Maar voordat de wethouder te vroeg gaat juichen: grootschalige inzet van waterstof is op korte termijn niet te verwachten. Klimaatneutrale (‘groene’) waterstof is nog nauwelijks beschikbaar en er is nog weinig ervaring met het gebruik ervan voor het verwarmen van huizen en gebouwen. In de komende jaren moet volgens Weeda de aandacht daarom vooral uitgaan naar een beperkt aantal pilot- en demoprojecten om kennis en ervaring op te doen over het maximaal veilig en efficiënt toepassen van waterstof in de bestaande gebouwde omgeving.

© TNO

Het voordeel van waterstof is dat het als gasvormige energiedrager een vrij directe vervanger kan zijn van aardgas en gebruik kan maken van de huidige gasinfrastructuur, zegt Weeda. “Uit onderzoek komt naar voren dat het gasnet in beginsel geschikt is voor waterstof.” Nader onderzoek moet dan van geval tot geval uitwijzen of dat inderdaad zo is.
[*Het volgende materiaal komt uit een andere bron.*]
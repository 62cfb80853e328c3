use ai_doc_visuals::config::Config;
use ai_doc_visuals::init;
use ai_doc_visuals::pipeline::{Collaborators, PipelineRequest, run_pipeline, write_artifacts};
use ai_doc_visuals::synth::PlaceholderSynthesizer;
use anyhow::{Context, Result};
use clap::Parser;
use std::path::PathBuf;
use std::sync::Arc;
use tracing_subscriber::EnvFilter;

const DEFAULT_CONFIG: &str = "config.json";

/// Plan documentary visuals for a narration script.
#[derive(Parser, Debug)]
#[command(name = "doc-visuals", version)]
struct Args {
    /// Narration text file
    #[arg(short, long)]
    narration: PathBuf,

    /// Topic key used for style templates, adapters and QA thresholds
    #[arg(short, long, default_value = "default")]
    topic: String,

    /// JSON config (defaults to ./config.json when present)
    #[arg(short, long)]
    config: Option<PathBuf>,

    /// Narration audio; its duration drives the timeline
    #[arg(short, long)]
    audio: Option<PathBuf>,

    /// Narration length in seconds, overriding audio probing
    #[arg(long)]
    duration: Option<f64>,

    /// Output directory for plan, prompts, QA report and timeline
    #[arg(short, long, default_value = "output")]
    out: PathBuf,

    /// Plan locally without calling the remote plan generator
    #[arg(long)]
    offline: bool,
}

async fn load_config(path: Option<&PathBuf>) -> Result<Config> {
    match path {
        Some(p) => Config::load(p).await,
        None if PathBuf::from(DEFAULT_CONFIG).exists() => Config::load(DEFAULT_CONFIG).await,
        None => {
            let cfg = Config::default();
            cfg.validate()?;
            Ok(cfg)
        }
    }
}

#[tokio::main]
async fn main() -> Result<()> {
    tracing_subscriber::fmt()
        .with_env_filter(EnvFilter::try_from_default_env().unwrap_or_else(|_| EnvFilter::new("info")))
        .init();

    let args = Args::parse();
    let cfg = load_config(args.config.as_ref()).await?;

    init::ensure_directories(&args.out).await?;
    if args.audio.is_some() && args.duration.is_none() && !init::check_ffprobe().await {
        tracing::warn!("ffprobe not found in PATH; narration length will be estimated");
    }

    let narration = tokio::fs::read_to_string(&args.narration)
        .await
        .with_context(|| format!("Failed to read narration: {}", args.narration.display()))?;

    let client = reqwest::Client::builder()
        .build()
        .context("Failed to build HTTP client")?;
    let synthesizer = Arc::new(PlaceholderSynthesizer::new(args.out.join(init::IMAGES_DIR)));
    let collaborators = Collaborators::from_config(&cfg, &client, synthesizer, args.offline);

    let request = PipelineRequest {
        narration,
        topic: args.topic,
        audio_path: args.audio,
        total_duration_s: args.duration,
    };

    let output = run_pipeline(&cfg, &request, &collaborators).await?;
    write_artifacts(&args.out, &output).await?;

    let summary = &output.qa.summary;
    tracing::info!(
        beats = output.plan.beats.len(),
        passed = summary.passed,
        failed = summary.failed_final,
        "done: {}",
        args.out.display()
    );
    Ok(())
}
Er zijn volgens TNO diverse manieren waarop waterstof een rol kan spelen bij de invulling van de warmtevraag in de bestaande bouw. “Het kan worden geleverd op individueel woningniveau waar je het inzet in een hoogrendementsketel die geschikt is voor waterstof, of in een hybride warmtepomp.” Op termijn wordt ook inzet in kleine installaties voor warmtekrachtkoppeling (micro-WKK) mogelijk. Daarnaast kan inzet van waterstof ook plaatsvinden via collectieve warmtesystemen.

Beperkte kosten

De kosten van aanpassingen voor waterstof van het gasnet en in de woning zijn naar verwachting beperkt. “Naast beperkte meerkosten voor een HR-ketel die geschikt is voor waterstof, zullen er in de woning kosten zijn voor het controleren en het eventueel aanpassen van inpandig leidingwerk, en kosten voor eventuele waterstofsensoren.” Weeda verwacht dat het “geen duizenden euro’s per woning worden”. Ook de kosten voor aanpassing van het gasnet, inclusief vervanging van gasmeters, lijken beperkt en worden door TNO geschat op een paar honderd euro per woning.

Voor Rik Thijs en zijn bijna 400 collega-wethouders in Nederland is het dus vooral wachten tot er voldoende groene waterstof beschikbaar komt. In de tussentijd pleit TNO voor pilots en vooral zuinig energiegebruik. “Ook als er een duidelijke rol is voor waterstof bij het realiseren van 100% aardgasvrije wijken, blijft het van belang om de warmtevraag zoveel mogelijk te reduceren door isolatie, en het zoveel mogelijk direct inzetten van elektriciteit voor verwarming, bij voorkeur via een warmtepomp.”